No voy a referirme, en este breve artículo, a la masa necesaria para fabricar el alimento universal: el pan. No. En este caso concreto, aludo a lo que se considera el conjunto de una serie de ciudadanos, una serie de individuos -en general, en cantidades ingentes-, en los que la individualidad queda anulada.
A medida que la primera ola de la terrible y temible pandemia por el virus bautizado como “covid-19” empezó a remitir sus efectos masivos y, lógicamente, el estado de alarma decretado por el gobierno español inició una nueva etapa de relajamiento, las distintas administraciones públicas -ante evidentes casos de rebrotes, importantes en algunas zonas del territorio- han dictado algunas medidas menores para intentar frenar su avance y han dedicado sus esfuerzos para blindar la salud de los ciudadanos.
La gran diferencia entre las medidas aplicadas bajo el estado de alarma y las actuales estriba en la obligatoriedad del cumplimiento de dichas disposiciones. Me explico: la desigualdad de los efectos consiste en lo distinto que representa una imposición del cumplimiento de la ley bajo coacciones judiciales o, simplemente, sanciones pecuniarias, sumado a una actitud férrea de los cuerpos de seguridad, sobre lo que se conoce como “recomendaciones”, una posición gubernativa consistente en confiar la responsabilidad general a las personas, sin que esto represente ninguna especial vigilancia policial ni tan solo un refuerzo a base de multas.
En países más civilizados, en los que el sosiego, la cultura y el sentido del civismo están más cristalizados entre la sociedad -como por ejemplo Alemania o Suiza- las “recomendaciones” que disponen los respectivos gobiernos son aceptadas por la ciudadanía como “órdenes” y, por consiguiente, la responsabilidad social es repartida entre la población casi sin rechistar. Y, así, de este modo, las cosas funcionan.
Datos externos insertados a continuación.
//! # Loader Tests
//!
//! Labels, comments, error line numbers, and file loading.

use std::io::Write;

use mipsim_core::Program;
use mipsim_core::common::error::{ProgramError, SimError};
use mipsim_core::isa::abi::REG_T0;
use mipsim_core::isa::instruction::Instruction;
use pretty_assertions::assert_eq;

#[test]
fn test_forward_and_backward_labels() {
    let program = Program::parse(
        "top:  beq $t0, $zero, done\n\
               j top\n\
         done: addi $t0, $t0, 1\n",
    )
    .unwrap();
    assert_eq!(program.len(), 3);
    assert_eq!(
        program.instruction_at(0),
        Some(Instruction::Beq { rs: REG_T0, rt: 0, target: 2 })
    );
    assert_eq!(program.instruction_at(1), Some(Instruction::J { target: 0 }));
    assert_eq!(program.address_of("done"), Some(2));
    assert_eq!(program.address_of("missing"), None);
    assert_eq!(program.instruction_at(3), None);
}

#[test]
fn test_trailing_label_points_past_end() {
    let program = Program::parse("j end\nend:\n").unwrap();
    assert_eq!(program.address_of("end"), Some(1));
    assert_eq!(program.len(), 1);
}

#[test]
fn test_error_carries_line_and_text() {
    let err = Program::parse("addi $t0, $zero, 1\n\n# comment\nadd $t0, $t1, $bogus\n").unwrap_err();
    assert_eq!(err.line, 4);
    assert_eq!(err.text, "add $t0, $t1, $bogus");
    assert_eq!(err.error, SimError::InvalidRegister("$bogus".to_owned()));
    assert_eq!(err.error.exit_code(), 1);
}

#[test]
fn test_invalid_label_names() {
    for text in ["1abc: j 1abc\n", "add: j add\n", "a-b: j a\n"] {
        let err = Program::parse(text).unwrap_err();
        assert!(matches!(err.error, SimError::InvalidLabel(_)), "{text}");
        assert_eq!(err.error.exit_code(), 2);
    }
}

#[test]
fn test_empty_source() {
    let program = Program::parse("# nothing here\n\n").unwrap();
    assert!(program.is_empty());
}

#[test]
fn test_load_file() {
    let mut file = tempfile::NamedTempFile::new().unwrap();
    writeln!(file, "addi $t0, $zero, 5").unwrap();
    writeln!(file, "sw $t0, 0($zero)").unwrap();
    let program = Program::load_file(file.path()).unwrap();
    assert_eq!(program.len(), 2);
    assert_eq!(program.text_of(1), Some("sw $t0, 0($zero)"));
}

#[test]
fn test_load_missing_file() {
    let dir = tempfile::tempdir().unwrap();
    let err = Program::load_file(dir.path().join("absent.s")).unwrap_err();
    assert!(matches!(err, ProgramError::Io { .. }));
}
/// Arithmetic, branch, and address units.
pub mod arithmetic;
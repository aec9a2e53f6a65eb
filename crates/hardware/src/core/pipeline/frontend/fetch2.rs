//! Fetch2 (IF2) Stage.
//!
//! Second fetch stage of the dual-track pipeline. The opcode is recognized
//! here, early enough to open the control stall window before IF1 fetches a
//! wrong-path instruction in the same cycle.

use tracing::debug;

use crate::core::Cpu;
use crate::core::pipeline::hazards::{StallPolicy, StallWindow};
use crate::core::pipeline::latches::{FetchEntry, Latch};

/// Executes the IF2 stage.
///
/// # Arguments
///
/// * `cpu` - Mutable reference to the CPU state
/// * `fetch1_fetch2` - Input latch; consumed
/// * `fetch2_decode1` - Output latch; overwritten
/// * `window` - Fetch stall window to open for branches and jumps
pub fn fetch2_stage(
    cpu: &mut Cpu,
    fetch1_fetch2: &mut Latch<FetchEntry>,
    fetch2_decode1: &mut Latch<FetchEntry>,
    window: &mut StallWindow,
) {
    let latch = fetch1_fetch2.take();
    if let Some(entry) = latch.entry() {
        if let Some(cycles) = StallPolicy::DUAL_TRACK.window_for(entry.inst.class()) {
            window.begin(cycles);
            if cpu.trace {
                debug!(pc = entry.pc, cycles, "IF2 control transfer, stalling fetch");
            }
        }
    }
    *fetch2_decode1 = latch;
}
Nuestro país, en este sentido, es poseedor, de antiguo, de un carácter modelo “Viva la Virgen” que hace prácticamente imposible el seguimiento estricto y necesario de cualquier “recomendación” que venga de arriba. De hecho, el cumplimiento de la ley “recomendada” es pasada por el forro de una manera incontestable. ¿Será por aquello de que somos latinos o, más aún, mediterráneos y ya se sabe, el clima y otras memeces fuerzan el ánimo a pasar de todo? Nada de nada: simplemente, somos indisciplinados y punto. De manera que el único sistema y el único argumento que funciona en nuestros lares es el del palo; y no siempre.
La “gente”, nuestra gente, así a lo gordo, ejerce el incivismo de un modo generalizado: latas de bebidas, fundas de patatas fritas, plásticos y toda clase de porquerías aparecen al borde (o en medio, directamente) de nuestros caminos y senderos; véase las playas después del paso de unos cuantos bañistas; o las orillas de las carreteras con el mar de colillas; o los restos de botellones...
Insisto: la única solución -vuelvo al tema de la pandemia y sus actuales rebrotes peligrosos- es la vuelta a la obligatoriedad de seguir las normas dictadas y una fuerte y severa reacción de las autoridades forzando una clara represión por parte policial destinada a anular a los salvajes que infectan al conjunto de la sociedad con sus posturas indignas y repelentes. Multas, sí, a toda castaña y de alto valor monetario o, si fuera necesaria, con penas sobre delitos cometidos.
Un solo ejemplo: en Barcelona y su área metropolitana, un viernes, la Generalitat de Catalunya dicta la puesta en marcha de diversas “recomendaciones” entre ellas, apelando a la responsabilidad colectiva, la de quedarse en casa con sus excepciones y, sobre todo, no acudir a las segundas residencias para evitar contagios en otras zonas del mapa. El resultado: 416.345 vehículos se marchan de la ciudad en las doce horas posteriores al dictado del gobierno.
Las masas, repito, sin correa, no tienen ninguna clase de responsabilidad. El anonimato que les confiere su status de masa les permite hacer lo que les de la gana: total, ¡nadie nos va a multar! Lo importante no es la pura imbecilidad que representa la masa, sino los efectos nocivos, dañinos, que producen estos cretinos (infiltrados dentro de la masa) a una parte de la sociedad, ésta sí, más cívica y responsable.
La masa no tiene remedio y pagamos el pato los que intentamos cumplir con la sociedad.